Valérie Létard rappelle tout de même l'obligation en 2018 d'installer un acenseur en immeuble collectif de 3 niveau, au lieu de 4 comme initialement prévu. Sans compter l’obligation en construction neuve d’accueillir les douches sans ressaut et le récent texte pour lutter contre les pannes d’ascenseurs, adopté par les députés.
Que dire aussi de l’aide MaPrimeAdapt’ pour l’adaptation du logement à la perte d’autonomie ? L’Anah constate 37 000 logements adaptés en 2024 via cette prime. « Mais les aides existantes auparavant, qui étaient disséminées permettaient de financer 10 000 logements de plus », rapporte Manuel Domergue, directeur des études pour la Fondation.
Si le dispositif va prendre en charge à hauteur de 70 % les coûts pour les revenus modestes/très modestes, jusqu’à 22 000 euros de travaux. M. Domergue craint que cela ne suffise pas compte tenu de la plus forte précarité par les personnes en situation de handicap. « Il y a 26 % de taux de pauvreté pour ces personnes, contre 14 % dans le reste de la population, donc c'est évidemment plus compliqué de se payer un logement ou une adaptation du logement dans ces conditions », chiffre-t-il.

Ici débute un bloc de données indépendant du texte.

//! Analysis configuration: the machine a network is sized for.

use serde::Serialize;

use crate::bytes::ByteQuantity;
use crate::consts::DEFAULT_WORD_BYTES;
use crate::error::{ModelError, ModelResult};

/// Heap size, processor count and word size of the system being modelled.
///
/// Fields are private so that every `Config` in existence has passed
/// validation. Layers and networks hold it behind an `Arc`.
#[derive(Debug, Clone, PartialEq, Eq, Serialize)]
pub struct Config {
    heap_bytes: ByteQuantity,
    num_processors: u64,
    word_bytes: ByteQuantity,
}

impl Config {
    /// Create a configuration with the default 8-byte word.
    ///
    /// # Errors
    ///
    /// See [`Config::with_word_bytes`].
    pub fn new(heap_bytes: ByteQuantity, num_processors: u64) -> ModelResult<Self> {
        Self::with_word_bytes(heap_bytes, num_processors, DEFAULT_WORD_BYTES)
    }

    /// Create a configuration with an explicit word size.
    ///
    /// # Errors
    ///
    /// Returns `ModelError::InvalidConfig` if:
    /// - `heap_bytes` is zero
    /// - `num_processors` is zero
    /// - `word_bytes` is zero
    pub fn with_word_bytes(
        heap_bytes: ByteQuantity,
        num_processors: u64,
        word_bytes: ByteQuantity,
    ) -> ModelResult<Self> {
        let invalid = |reason: &str| ModelError::InvalidConfig {
            reason: reason.to_string(),
        };
        if heap_bytes.is_zero() {
            return Err(invalid("heap_bytes must be positive"));
        }
        if num_processors == 0 {
            return Err(invalid("num_processors must be at least 1"));
        }
        if word_bytes.is_zero() {
            return Err(invalid("word_bytes must be positive"));
        }
        Ok(Self {
            heap_bytes,
            num_processors,
            word_bytes,
        })
    }

    /// Total heap size.
    #[inline]
    pub fn heap_bytes(&self) -> ByteQuantity {
        self.heap_bytes
    }

    /// Number of processors feeding the network.
    #[inline]
    pub fn num_processors(&self) -> u64 {
        self.num_processors
    }

    /// Heap word size.
    #[inline]
    pub fn word_bytes(&self) -> ByteQuantity {
        self.word_bytes
    }
}
//! One level of the concentrator hierarchy.

use std::sync::Arc;

use cnet_common::bytes::ByteQuantity;
use cnet_common::error::{ModelError, ModelResult};
use cnet_common::system::Config;

use crate::address::address_width;

/// One layer of buffers.
///
/// Every buffer in the layer covers `seg_bytes` of heap and is shared by
/// `p_span` processors. The heap is tiled by segments and the processors by
/// spans, so the layer holds one buffer per (processor group, heap segment)
/// pair.
#[derive(Debug, Clone, PartialEq, Eq)]
pub struct Layer {
    config: Arc<Config>,
    seg_bytes: ByteQuantity,
    p_span: u64,
    buf_bytes: ByteQuantity,
}

impl Layer {
    /// Create a layer.
    ///
    /// Segments wider than the heap and spans wider than the processor count
    /// are allowed; they tile the whole dimension with a single buffer.
    ///
    /// # Errors
    ///
    /// - `ModelError::InvalidMarkRegion` if `seg_bytes` is zero
    /// - `ModelError::InvalidConfig` if `p_span` is zero
    /// - `ModelError::InvalidBufferSize` if `buf_bytes` is zero
    /// - `ModelError::Overflow` if the buffer count or the layer's byte cost
    ///   does not fit in 64 bits
    pub fn new(
        config: Arc<Config>,
        seg_bytes: ByteQuantity,
        p_span: u64,
        buf_bytes: ByteQuantity,
    ) -> ModelResult<Self> {
        if seg_bytes.is_zero() {
            return Err(ModelError::InvalidMarkRegion);
        }
        if p_span == 0 {
            return Err(ModelError::InvalidConfig {
                reason: "p_span must be at least 1".to_string(),
            });
        }
        if buf_bytes.is_zero() {
            return Err(ModelError::InvalidBufferSize {
                reason: "layer buffers must hold at least one byte".to_string(),
            });
        }
        let layer = Self {
            config,
            seg_bytes,
            p_span,
            buf_bytes,
        };
        layer.checked_total_buf_bytes()?;
        Ok(layer)
    }

    /// Layer cost computed without wrapping. Accessors below rely on
    /// `new` having run this.
    fn checked_total_buf_bytes(&self) -> ModelResult<ByteQuantity> {
        let num_bufs = self
            .p_count()
            .checked_mul(self.heap_count())
            .ok_or_else(|| ModelError::Overflow {
                quantity: format!("buffer count of {} segments", self.seg_bytes),
            })?;
        self.buf_bytes
            .checked_mul(num_bufs)
            .ok_or_else(|| ModelError::Overflow {
                quantity: format!("{num_bufs} buffers of {}", self.buf_bytes),
            })
    }

    /// Configuration shared with the rest of the network.
    #[inline]
    pub fn config(&self) -> &Config {
        &self.config
    }

    /// Heap span covered by one buffer.
    #[inline]
    pub fn seg_bytes(&self) -> ByteQuantity {
        self.seg_bytes
    }

    /// Processors sharing one buffer.
    #[inline]
    pub fn p_span(&self) -> u64 {
        self.p_span
    }

    /// Capacity of one buffer.
    #[inline]
    pub fn buf_bytes(&self) -> ByteQuantity {
        self.buf_bytes
    }

    /// Number of processor groups.
    pub fn p_count(&self) -> u64 {
        self.config.num_processors().div_ceil(self.p_span)
    }

    /// Number of heap segments.
    pub fn heap_count(&self) -> u64 {
        self.config.heap_bytes().div_ceil(self.seg_bytes)
    }

    /// The total number of buffers in this layer.
    pub fn num_bufs(&self) -> u64 {
        self.p_count() * self.heap_count()
    }

    /// Width of one stored address.
    pub fn address_width(&self) -> ByteQuantity {
        address_width(&self.config, self.seg_bytes)
    }

    /// The number of addresses that can be stored in a buffer in this layer.
    pub fn buf_len(&self) -> u64 {
        self.buf_bytes.div_floor(self.address_width())
    }

    /// Heap words covered by one buffer.
    pub fn words(&self) -> u64 {
        self.seg_bytes.div_floor(self.config.word_bytes())
    }

    /// Byte cost of every buffer in the layer.
    pub fn total_buf_bytes(&self) -> ByteQuantity {
        self.buf_bytes * self.num_bufs()
    }
}
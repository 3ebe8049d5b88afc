//! # Concentrator Network Planner
//!
//! Sizes the layered buffer networks that carry mark addresses from the
//! processors of a parallel collector down to the heap's dartboard.
//!
//! # Module Structure
//!
//! - [`address`] - Smallest address encoding for a heap segment
//! - [`layer`] - One layer of buffers and its derived geometry
//! - [`planner`] - Bidirectional fan planning of heap and processor spans
//! - [`network`] - Ordered layers plus the strategy that built them
//! - [`builders`] - Fixed-buffer and density-driven construction
//! - [`report`] - Human-readable network report
//! - [`sweep`] - Machine-size sweeps and overhead grids
//! - [`snapshot`] - Serializable network view for renderers
//! - [`plan`] - TOML plan files
//!
//! # Architecture
//!
//! ```text
//!  processors   P0  P1  P2  P3 ...            root layer: p_span = 1
//!                 \  |   |  /                 seg = heap / fan_out^k
//!                  [buf][buf]                        │
//!                      │                             ▼
//!                    [buf]                    leaf layer: p_span ≥ P
//!                      │                      seg = mark region
//!                      ▼
//!               dartboard (1 bit per word)
//! ```
//!
//! # Usage
//!
//! ```rust
//! use cnet_common::prelude::*;
//! use cnet_planner::{density_network, render_report, DensityParams};
//!
//! let network = density_network(Config::new(GIB, 8).unwrap(), DensityParams::default()).unwrap();
//! let text = render_report(&network);
//! assert!(text.starts_with("Density based network"));
//! ```

#![deny(missing_docs)]

pub mod address;
pub mod builders;
pub mod layer;
pub mod network;
pub mod plan;
pub mod planner;
pub mod report;
pub mod snapshot;
pub mod sweep;

// Re-export key types for convenience
pub use crate::address::address_width;
pub use crate::builders::{
    build_network, density_buf_bytes, density_network, fixed_buf_network, DensityParams,
    FixedBufParams,
};
pub use crate::layer::Layer;
pub use crate::network::{Network, Strategy};
pub use crate::plan::{PlanError, PlanFile};
pub use crate::planner::{bidi_fan, LayerPlan};
pub use crate::report::{render_report, Report};
pub use crate::snapshot::NetworkSnapshot;
pub use crate::sweep::{sweep_report, OverheadGrid, Sweep};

Odile Maurin, présidente de l’association Handisocial relève également la confusion entre logement accessible « quel que soit le handicap » et adaptation « à un handicap précis » dans la conception du logement.
Et dans ce deuxième cas, « il y a aussi des techniques. Une personne qui est en fauteuil manuel, a besoin d'un WC à 45 centimètres. Par contre, celle qui est en électrique ou qui a du mal à plier les genoux a besoin d'un WC à 60 centimètres. Donc soit on casse tout, soit on met un système flexible. C'est de la conception dès le départ », illustre-t-elle.